I’m not expecting a free lunch, but that’s what people have come to expect from the Internet. I think the businesses and advertising firms of the world need to think of ways to market their wares other than buckshot spamming. I know the current system is working for them and I tend to think most people accept things the way they are, so change is unlikely. I believe we have a whole generation of people used to being walking billboards with their clothing, and they have lived and breathed advertising their whole life and can’t think of anything different.
I’m not against shopping. I’m not against technology helping me find things to buy. I am tired of spamming, and I believe the world of advertising has become spammers. Google has succeeded magnificently in this method, so everyone is following them.

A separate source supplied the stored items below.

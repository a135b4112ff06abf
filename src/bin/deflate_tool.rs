use std::fs::File;
use std::io::{self, Read, Write};
use std::process::ExitCode;

use server_proxy::deflate::{deflate, inflate};
use server_proxy::error::Result;

fn usage() -> ! {
    eprintln!("usage: deflate_tool [-c | -d] [infile] [outfile]");
    eprintln!("  -c   compress (default)");
    eprintln!("  -d   decompress");
    eprintln!("  reads stdin / writes stdout when paths are omitted");
    std::process::exit(2);
}

enum Mode {
    Compress,
    Decompress,
}

fn open_input(path: Option<&str>) -> io::Result<Box<dyn Read>> {
    match path {
        Some(p) => Ok(Box::new(File::open(p)?)),
        None => Ok(Box::new(io::stdin())),
    }
}

fn open_output(path: Option<&str>) -> io::Result<Box<dyn Write>> {
    match path {
        Some(p) => Ok(Box::new(File::create(p)?)),
        None => Ok(Box::new(io::stdout())),
    }
}

fn run() -> Result<()> {
    let args: Vec<String> = std::env::args().skip(1).collect();
    let mut mode = Mode::Compress;
    let mut paths: Vec<&str> = Vec::new();

    for arg in &args {
        match arg.as_str() {
            "-c" => mode = Mode::Compress,
            "-d" => mode = Mode::Decompress,
            "-h" | "--help" => usage(),
            other => paths.push(other),
        }
    }

    if paths.len() > 2 {
        usage();
    }

    let input = open_input(paths.first().copied())?;
    let output = open_output(paths.get(1).copied())?;

    match mode {
        Mode::Compress => deflate(input, output)?,
        Mode::Decompress => {
            let mut input = input;
            let mut output = output;
            inflate(&mut input, &mut output)?;
        }
    }

    Ok(())
}

fn main() -> ExitCode {
    match run() {
        Ok(()) => ExitCode::SUCCESS,
        Err(e) => {
            eprintln!("{e}");
            ExitCode::FAILURE
        }
    }
}
use parser_derive::YamlStruct;
use std::collections::HashMap;

// --- Constants ---
pub const DEFAULT_HOST: &str = "127.0.0.1";
pub const DEFAULT_PORT: u16 = 8080;
pub const DEFAULT_SERVER_NAME: &str = "_";
pub const DEFAULT_MAX_BODY_SIZE: usize = 1_048_576; // 1MB
pub const DEFAULT_ROUTE_PATH: &str = "/";
pub const DEFAULT_ROOT: &str = "./www";
pub const DEFAULT_FILE: &str = "index.html";

/// One node of the routing forest: a path-prefix (and method) filter,
/// optional inline handler settings, and any number of nested child
/// blocks refining it further. Exactly one of `redirection`, `cgi_path`,
/// `fastcgi_pass`, `proxy_pass` is expected to be set on the block that
/// ultimately serves a request; a block with none of them is a
/// static-file block rooted at `root`. A block with no handler fields of
/// its own still matches and still holds children — request resolution
/// walks back up the matched chain to the nearest ancestor that supplies
/// a handler (`routing::block::resolve_chain`).
#[derive(Debug, Clone, YamlStruct)]
pub struct RouteConfig {
    #[field(default = "/")]
    pub path: String,
    #[field(default = "[GET, HEAD]")]
    pub methods: Vec<String>,
    pub redirection: Option<String>,
    pub redirect_code: Option<u16>,
    #[field(default = "./www")]
    pub root: String,
    #[field(default = "index.html")]
    pub default_file: String,
    #[field(default = "false")]
    pub autoindex: bool,
    pub cgi_ext: Option<String>,
    pub cgi_path: Option<String>,
    pub fastcgi_pass: Option<String>,
    pub proxy_pass: Option<String>,
    #[field(default = "[]")]
    pub children: Vec<RouteConfig>,
}

impl Default for RouteConfig {
    fn default() -> Self {
        Self {
            path: DEFAULT_ROUTE_PATH.to_string(),
            methods: vec!["GET".to_string(), "HEAD".to_string()],
            redirection: None,
            redirect_code: None,
            root: DEFAULT_ROOT.to_string(),
            default_file: DEFAULT_FILE.to_string(),
            autoindex: false,
            cgi_ext: None,
            cgi_path: None,
            fastcgi_pass: None,
            proxy_pass: None,
            children: Vec::new(),
        }
    }
}

#[derive(Debug, Clone, YamlStruct)]
pub struct AppConfig {
    pub servers: Vec<ServerConfig>,
}

impl Default for AppConfig {
    fn default() -> Self {
        Self {
            servers: Vec::new(),
        }
    }
}

#[derive(Debug, Clone, YamlStruct)]
pub struct ServerConfig {
    #[field(default = "127.0.0.1")]
    pub host: String,
    #[field(default = "[8080]")]
    pub ports: Vec<u16>,
    #[field(default = "_")]
    pub server_name: String,
    #[field(default = "false")]
    pub default_server: bool,
    #[field(default = "{}")]
    pub error_pages: HashMap<u16, String>,
    #[field(default = "1048576")]
    pub client_max_body_size: usize,
    #[field(default = "./www")]
    pub root: String,
    #[field(default = "[]")]
    pub routes: Vec<RouteConfig>,
    pub ssl_cert: Option<String>,
    pub ssl_key: Option<String>,
    /// Per-extension content-encoding policy (§3 "per-extension encoding
    /// policies"): file extensions (without the leading dot) the static
    /// handler is allowed to serve `Content-Encoding: deflate` for when
    /// the client's `Accept-Encoding` permits it.
    #[field(default = "[]")]
    pub deflate_extensions: Vec<String>,
}

impl Default for ServerConfig {
    fn default() -> Self {
        Self {
            host: DEFAULT_HOST.to_string(),
            ports: vec![DEFAULT_PORT],
            server_name: DEFAULT_SERVER_NAME.to_string(),
            default_server: false,
            error_pages: HashMap::new(),
            client_max_body_size: DEFAULT_MAX_BODY_SIZE,
            root: DEFAULT_ROOT.to_string(),
            routes: Vec::new(),
            ssl_cert: None,
            ssl_key: None,
            deflate_extensions: Vec::new(),
        }
    }
}
//! Integration coverage for the HTTP wire codec (§4.D) above what the
//! per-module unit tests already exercise: a full request parse running
//! into a body read, chunked framing, and the `client_max_body_size`
//! cutoff.

use server_proxy::http::{parse_request, reason_phrase, write_response_head, BodyReader, Response};
use server_proxy::io::{AsyncBufReader, AsyncIo};

/// A connected socket pair pre-loaded with `bytes`, mirroring the library's
/// own `#[cfg(test)]`-only `test_stream_with` helper — unavailable here
/// since an integration test links `server_proxy` without that cfg.
fn primed_stream(bytes: &[u8]) -> AsyncIo<mio::net::UnixStream> {
    use std::io::Write as _;
    use std::net::Shutdown;
    let (a, mut b) = mio::net::UnixStream::pair().expect("socketpair");
    b.write_all(bytes).expect("prime test socket");
    b.shutdown(Shutdown::Write).expect("shutdown test socket");
    AsyncIo::new(a)
}

fn parse(bytes: &[u8]) -> server_proxy::http::Request {
    server_proxy::rt::block_on(async {
        let mut buf = AsyncBufReader::new(primed_stream(bytes));
        parse_request(&mut buf).await
    })
    .expect("block_on")
    .expect("parse")
}

#[test]
fn fixed_length_body_round_trips_through_body_reader() {
    let raw = b"POST /upload HTTP/1.1\r\nHost: x\r\nContent-Length: 11\r\n\r\nhello world";
    server_proxy::rt::block_on(async {
        let mut buf = AsyncBufReader::new(primed_stream(raw));
        let req = parse_request(&mut buf).await.unwrap();
        assert_eq!(req.method, "POST");
        let mut body = BodyReader::for_headers(&mut buf, &req.headers, 1024);
        let data = body.read_to_vec().await.unwrap();
        assert_eq!(data, b"hello world");
        assert!(!body.limit_exceeded());
    })
    .unwrap();
}

#[test]
fn chunked_body_decodes_across_multiple_chunks() {
    let raw = b"POST /upload HTTP/1.1\r\nHost: x\r\nTransfer-Encoding: chunked\r\n\r\n5\r\nhello\r\n6\r\n world\r\n0\r\n\r\n";
    server_proxy::rt::block_on(async {
        let mut buf = AsyncBufReader::new(primed_stream(raw));
        let req = parse_request(&mut buf).await.unwrap();
        let mut body = BodyReader::for_headers(&mut buf, &req.headers, 1024);
        let data = body.read_to_vec().await.unwrap();
        assert_eq!(data, b"hello world");
    })
    .unwrap();
}

#[test]
fn body_read_stops_at_client_max_body_size() {
    let raw = b"POST /upload HTTP/1.1\r\nHost: x\r\nContent-Length: 20\r\n\r\n01234567890123456789";
    server_proxy::rt::block_on(async {
        let mut buf = AsyncBufReader::new(primed_stream(raw));
        let req = parse_request(&mut buf).await.unwrap();
        let mut body = BodyReader::for_headers(&mut buf, &req.headers, 10);
        let data = body.read_to_vec().await.unwrap();
        assert!(body.limit_exceeded());
        assert!(data.len() <= 20);
    })
    .unwrap();
}

#[test]
fn request_with_query_string_splits_path_and_query() {
    let req = parse(b"GET /search?q=rust+lang HTTP/1.1\r\nHost: x\r\n\r\n");
    assert_eq!(req.path(), "/search");
    assert_eq!(req.target.query(), Some("q=rust+lang"));
}

#[test]
fn response_head_is_written_through_async_io() {
    let resp = Response::new(404).with_fixed_body(0, "text/plain");
    server_proxy::rt::block_on(async {
        let (a, mut b) = mio::net::UnixStream::pair().expect("socketpair");
        let mut io = AsyncIo::new(a);
        write_response_head(&mut io, &resp).await.unwrap();
        drop(io);
        let mut out = Vec::new();
        std::io::Read::read_to_end(&mut b, &mut out).unwrap();
        let text = String::from_utf8(out).unwrap();
        assert!(text.starts_with("HTTP/1.1 404 Not Found\r\n"));
        assert!(text.contains("Content-Length: 0\r\n"));
    })
    .unwrap();
}

#[test]
fn reason_phrase_covers_every_status_this_core_emits() {
    for status in [200, 301, 400, 403, 404, 405, 413, 414, 431, 500, 502, 504] {
        assert_ne!(reason_phrase(status), "Unknown");
    }
}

Recently I started researching social networking and found tons of sites about how to increase ranking or visitors. Everyone wants to manipulate Digg.com to increase their traffic and thus their ad revenues. In fact, some of the sites with the largest traffic are those that teach people how to generate large traffic – in other words, the Internet is becoming a giant pyramid scheme. Hordes flock to the Internet to make their fortunes only to learn that to make money requires getting other people to flock to their sites.
Google has unwittingly become the tool of this madness. Digg.com offers one method to overcome Google’s Achilles heel but only if you’re looking for what’s popular on the net at the moment. Ad driven sites are now trying to find ways to manipulate Digg.com.
During the early years of the World Wide Web it was promoted as a super Library. Mixed in with all those billions of current pages are ones that offer genuine information, the kind of data you go to a library to find. Wikipedia has become the shining light that draws people seeking knowledge. What we need is other information enterprises that are like Wikipedia and Digg.com that circumvent the ad generated gold rush.
One idea would be to create a Digg.com for long term ratings of web pages. Google does that by measuring how many links point to particular pages, but I assume this feature is overridden by paid rankings. Google could offer a non-ad version for a fee if they wanted and even combine Digg.com voting. The early form of Yahoo was based around a subject tree index of human reviewed web sites. That worked when the Internet was smaller. It might work again to make the Internet seem smaller and manageable by filtering out the noise.
I tend to think all gold rushes, like this ad generated one, eventually go bust. Pages will start disappearing when ad revenues don’t grow. Super sites will consolidate services. I think blogs will evolve and like personal web pages before the blogging era, will lose their appeal to most people. Blogging will succeed as a form of personal communication but I don’t think many people will ever make money at it.